There is a trinity of books that I like and find
associatively memorable. Robert Pirsig’s Zen
and the Art of Motorcycle Maintenance. Cormac McCarthy’s The Road. And an out-of-print book
entitled Travels with A Son. The
first two are classics in their own right: the pacy epitome of philosophy chic,
Zen,
and the lavishly dark The Road. These
two books have one thing in common, summed up in the title of the third, Travels with A Son. While stylistically workaday, the latter has its own charms - for me, at least. Father and son
travel through West Africa, my native land. I read two of these books even
before I had a son, but there is something at once latent and lateral about the
romance-tinged desire to go on a journey of some sort with my son (the first of
two), maybe a philosophy-flavoured one as in Zen or a touristy ‘grand’ trip as in Travels with A Son. McCarthy’s ‘road’ and apocalyptic counterworld
is a different literary beast - it is fiction, no less fascinating, though, for
its exploration of father/son fellowship.
I travelled with my five-year-old son a few days ago. Oh, but
the 4 am world I took him into was unlike Cormac McCarthy’s understated
chaos in The Road. The London we drove into was a semi-empty world, sparsely peopled by zombie-quiet
early-shifters, mostly smileless immigrant faces. I wanted to go and collect a
car some 300 miles away. I set out in another car, but since no one can drive
two cars at the same time, we switched to a red London bus somewhere along the
line before finally settling in another red Virgin train at Euston.
We arrived in Hartford, collected the car and set out on a
return journey to Kent.
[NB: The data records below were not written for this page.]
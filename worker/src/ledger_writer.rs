use crate::metrics::DispatchMetrics;
use crate::store::{LedgerEntry, LedgerStore};
use std::sync::Arc;
use tokio::sync::mpsc;
use tokio::sync::mpsc::error::TryRecvError;
use tokio::task::JoinHandle;

/// Best-effort ledger appends, off the dispatch hot path.
///
/// Writes are never retried: the forward already succeeded, so a lost write
/// is counted through `ledger_write_failed` and logged instead.
#[derive(Clone)]
pub struct LedgerWriter {
    sender: mpsc::Sender<LedgerEntry>,
    metrics: Arc<dyn DispatchMetrics>,
}

impl LedgerWriter {
    /// Spawns the insert loop. It flushes and exits once every writer clone
    /// has been dropped.
    pub fn spawn(
        store: Arc<dyn LedgerStore>,
        metrics: Arc<dyn DispatchMetrics>,
        buffer: usize,
        batch_size: usize,
    ) -> (Self, JoinHandle<()>) {
        let (sender, receiver) = mpsc::channel(buffer.max(1));
        let loop_metrics = Arc::clone(&metrics);
        let handle = tokio::spawn(async move {
            Self::insert_loop(receiver, store, loop_metrics, batch_size.max(1)).await;
        });

        (Self { sender, metrics }, handle)
    }

    pub fn append(&self, entry: LedgerEntry) {
        if let Err(e) = self.sender.try_send(entry) {
            let entry = match e {
                mpsc::error::TrySendError::Full(entry) => entry,
                mpsc::error::TrySendError::Closed(entry) => entry,
            };
            tracing::error!(
                correlation_id = %entry.correlation_id,
                processor = %entry.processor,
                "Ledger writer unavailable, payment not recorded"
            );
            self.metrics.ledger_write_failed(1);
        }
    }

    async fn insert_loop(
        mut receiver: mpsc::Receiver<LedgerEntry>,
        store: Arc<dyn LedgerStore>,
        metrics: Arc<dyn DispatchMetrics>,
        batch_size: usize,
    ) {
        let mut buffer = Vec::<LedgerEntry>::with_capacity(batch_size);

        while let Some(first) = receiver.recv().await {
            buffer.push(first);

            let mut closed = false;
            while buffer.len() < batch_size {
                match receiver.try_recv() {
                    Ok(entry) => buffer.push(entry),
                    Err(TryRecvError::Empty) => break,
                    Err(TryRecvError::Disconnected) => {
                        closed = true;
                        break;
                    }
                }
            }

            Self::flush(&store, &metrics, &mut buffer).await;

            if closed {
                break;
            }
        }

        tracing::info!("Ledger writer drained");
    }

    async fn flush(
        store: &Arc<dyn LedgerStore>,
        metrics: &Arc<dyn DispatchMetrics>,
        buffer: &mut Vec<LedgerEntry>,
    ) {
        if buffer.is_empty() {
            return;
        }

        if let Err(e) = store.append_batch(buffer).await {
            tracing::error!(entries = buffer.len(), error = %e, "Failed to write ledger batch");
            metrics.ledger_write_failed(buffer.len());
        }
        buffer.clear();
    }
}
Would the five-year-old help relieve the drudgery of almost
a quarter of a day’s journey? Well, perhaps in no better way than he relieved
the train journey outwards. Daddy, where are we going? Why did we leave your
car in London? Do trains speed faster than cars? I am bored. Can we go and see
whether the restaurant is open now? Is the train going fast? I am bored. When
are we going to get there? One minute? Two? How long is one minute? The poor
boy is yet to grasp the speculative economy of time – he always lops time into
simple nano-units. As for the antsiness - how else do you want a boy of five to
orient himself to a suddenly messed-up biorhythm?
He was more settled during the return journey. While I was
not too eager to begin a 4-odd hour drive, my beloved urchin was looking
forward to the stops that I promised him at KFC or some other fast-food joints.
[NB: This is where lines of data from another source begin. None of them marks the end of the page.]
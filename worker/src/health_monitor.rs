use crate::payment_processor::{PaymentProcessorError, endpoint_uri};
use crate::processor_type::ProcessorType;
use crate::selector::ProcessorSelector;
use bytes::Bytes;
use http_body_util::{BodyExt, Empty};
use hyper::{Method, Request, Uri};
use hyper_util::client::legacy::Client;
use hyper_util::client::legacy::connect::HttpConnector;
use serde::Deserialize;
use std::sync::Arc;
use std::time::Duration;
use tokio::task::JoinHandle;
use tokio::time::{MissedTickBehavior, interval};
use tokio_util::sync::CancellationToken;

#[derive(Debug, Deserialize)]
pub struct ProcessorHealth {
    pub failing: bool,
    #[serde(rename = "minResponseTime")]
    pub min_response_time: u64,
}

#[derive(Debug, Clone)]
pub struct HealthMonitorConfig {
    pub interval: Duration,
    pub probe_timeout: Duration,
    /// Slower than this counts as failing.
    pub max_acceptable_response_time: Duration,
}

pub struct HealthMonitor {
    urls: [Uri; 2],
    config: HealthMonitorConfig,
    selector: Arc<dyn ProcessorSelector>,
    client: Client<HttpConnector, Empty<Bytes>>,
}

impl HealthMonitor {
    pub fn new(
        default_processor_url: &str,
        fallback_processor_url: &str,
        config: HealthMonitorConfig,
        selector: Arc<dyn ProcessorSelector>,
    ) -> Result<Self, PaymentProcessorError> {
        let urls = [
            endpoint_uri(default_processor_url, "/payments/service-health")?,
            endpoint_uri(fallback_processor_url, "/payments/service-health")?,
        ];
        let client =
            Client::builder(hyper_util::rt::TokioExecutor::new()).build(HttpConnector::new());

        Ok(Self {
            urls,
            config,
            selector,
            client,
        })
    }

    pub fn start(self, shutdown: CancellationToken) -> JoinHandle<()> {
        tokio::spawn(async move {
            let mut ticker = interval(self.config.interval);
            ticker.set_missed_tick_behavior(MissedTickBehavior::Delay);

            loop {
                tokio::select! {
                    _ = shutdown.cancelled() => break,
                    _ = ticker.tick() => {}
                }

                for processor in ProcessorType::ALL {
                    self.try_update_health(processor).await;
                }
            }

            tracing::info!("Health monitor stopped");
        })
    }

    async fn try_update_health(&self, processor: ProcessorType) {
        let url = &self.urls[processor.index()];
        match tokio::time::timeout(self.config.probe_timeout, self.probe_health(url)).await {
            Ok(Ok(health)) => {
                let failing = self.is_failing(&health);
                tracing::debug!(
                    processor = %processor,
                    health = ?health,
                    failing,
                    "Updated health for processor"
                );
                self.selector.apply_probe(processor, failing);
            }
            Ok(Err(err)) => {
                tracing::warn!(processor = %processor, error = %err, "Failed to update health for processor");
            }
            Err(_) => {
                tracing::warn!(processor = %processor, "Health probe timed out");
            }
        }
    }

    fn is_failing(&self, health: &ProcessorHealth) -> bool {
        health.failing
            || health.min_response_time > self.config.max_acceptable_response_time.as_millis() as u64
    }

    async fn probe_health(
        &self,
        uri: &Uri,
    ) -> Result<ProcessorHealth, Box<dyn std::error::Error + Send + Sync>> {
        let req = Request::builder()
            .uri(uri.clone())
            .method(Method::GET)
            .body(Empty::<Bytes>::new())?;

        let res = self.client.request(req).await?;

        if res.status() != hyper::StatusCode::OK {
            return Err(format!("Invalid status code: {}", res.status()).into());
        }

        let body = res.into_body().collect().await?.to_bytes();
        let health: ProcessorHealth = serde_json::from_slice(&body)?;

        Ok(health)
    }
}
I zapped the car radio from one channel to the other, impatient with everything
I found; I was also looking for something that would interest my son.
Anthemic Coldplay’s Paradise? Beethoven’s
7th on Classic FM? And there was my favourite leftwing rambler on a
talk radio station taking calls about the illegality of human taxidermy in the UK.
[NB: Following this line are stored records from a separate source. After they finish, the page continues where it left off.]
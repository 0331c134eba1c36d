use crate::processor_type::ProcessorType;
use crate::store::{LedgerEntry, LedgerError, LedgerStore, RequestStats};
use async_trait::async_trait;
use rust_decimal::Decimal;
use std::collections::{BTreeSet, HashMap};
use std::sync::Arc;
use tokio::sync::RwLock;

#[derive(Debug, Default)]
struct SortedSet {
    // member -> (score, amount)
    members: HashMap<String, (i64, Decimal)>,
    by_score: BTreeSet<(i64, String)>,
}

impl SortedSet {
    fn add(&mut self, member: String, score: i64, amount: Decimal) {
        if let Some((old_score, _)) = self.members.insert(member.clone(), (score, amount)) {
            self.by_score.remove(&(old_score, member.clone()));
        }
        self.by_score.insert((score, member));
    }

    fn aggregate(&self, from: i64, to: i64) -> RequestStats {
        if from > to {
            return RequestStats::default();
        }
        self.by_score
            .range((from, String::new())..)
            .take_while(|(score, _)| *score <= to)
            .fold(RequestStats::default(), |mut stats, (_, member)| {
                if let Some((_, amount)) = self.members.get(member) {
                    stats.count += 1;
                    stats.total_amount += *amount;
                }
                stats
            })
    }
}

/// In-process ledger with sorted-set semantics.
#[derive(Default, Clone)]
pub struct MemoryLedgerStore {
    sets: Arc<RwLock<[SortedSet; 2]>>,
}

impl MemoryLedgerStore {
    pub fn new() -> Self {
        Self::default()
    }

    pub async fn len(&self, processor: ProcessorType) -> usize {
        self.sets.read().await[processor.index()].members.len()
    }

    pub async fn contains(&self, processor: ProcessorType, correlation_id: uuid::Uuid) -> bool {
        let prefix = format!("{}:", correlation_id);
        self.sets.read().await[processor.index()]
            .members
            .keys()
            .any(|member| member.starts_with(&prefix))
    }
}

#[async_trait]
impl LedgerStore for MemoryLedgerStore {
    async fn append(&self, entry: &LedgerEntry) -> Result<(), LedgerError> {
        let mut sets = self.sets.write().await;
        sets[entry.processor.index()].add(entry.member(), entry.timestamp_ms, entry.amount);
        Ok(())
    }

    async fn range_aggregate(
        &self,
        processor: ProcessorType,
        from_ms: i64,
        to_ms: i64,
    ) -> Result<RequestStats, LedgerError> {
        let sets = self.sets.read().await;
        Ok(sets[processor.index()].aggregate(from_ms, to_ms))
    }

    async fn reset(&self) -> Result<(), LedgerError> {
        let mut sets = self.sets.write().await;
        *sets = Default::default();
        Ok(())
    }
}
I hate the idea of swaddling children up inside a draped cot of moral and
visual pleasantness (a bed of roses, as it were); I’d rather they see the world
for what it is - good and bad, ugly and beautiful. But I would not subject my eternally
‘bored’ son to a long radio discussion of why human cadavers are not stuffed
and mummified for display purposes.
Then I’d run into Michael Jackson’s Man in the Mirror on a retrocast station.
Me: You know who this is?
Son: Michael Jackson.
Me: You like him... His music?
Son: Yep. (A pause) What year was he born?
Me: 1958.
Son: When was he a toddler?
Me: Late 1950s... Early 60s.
Son: When was he a boy, a boy like me?
Me: In the 1960s.
Son: When was he a teenager?
Me: 1970s.
Son: When was he a man?
Me: 1980s, 90s and the noughties.
Son: And when did he die?
Me: 2009.
Son: Why do people die?
Me: People have to die, or else there will be no houses for babies
and toddlers to live. The world will be too full.
Son: Sometimes babies and toddlers die.
Me: Yeah, they do.
Son: Why?
Me: That’s...
Son: It’s not nice to die.
Me: Often, it’s not.
Son: Do people wake up when they die?
Me: No, they don’t.
Son: But Mrs Watson (his teacher) said Jesus woke up when he
died.
Me: Did she?
Son: She said Jesus was woken by his father. Is that true,
Daddy?
Me: What do you think?
Son: I don’t think it’s true. People don’t wake up when they
die.
Me: No, they don’t.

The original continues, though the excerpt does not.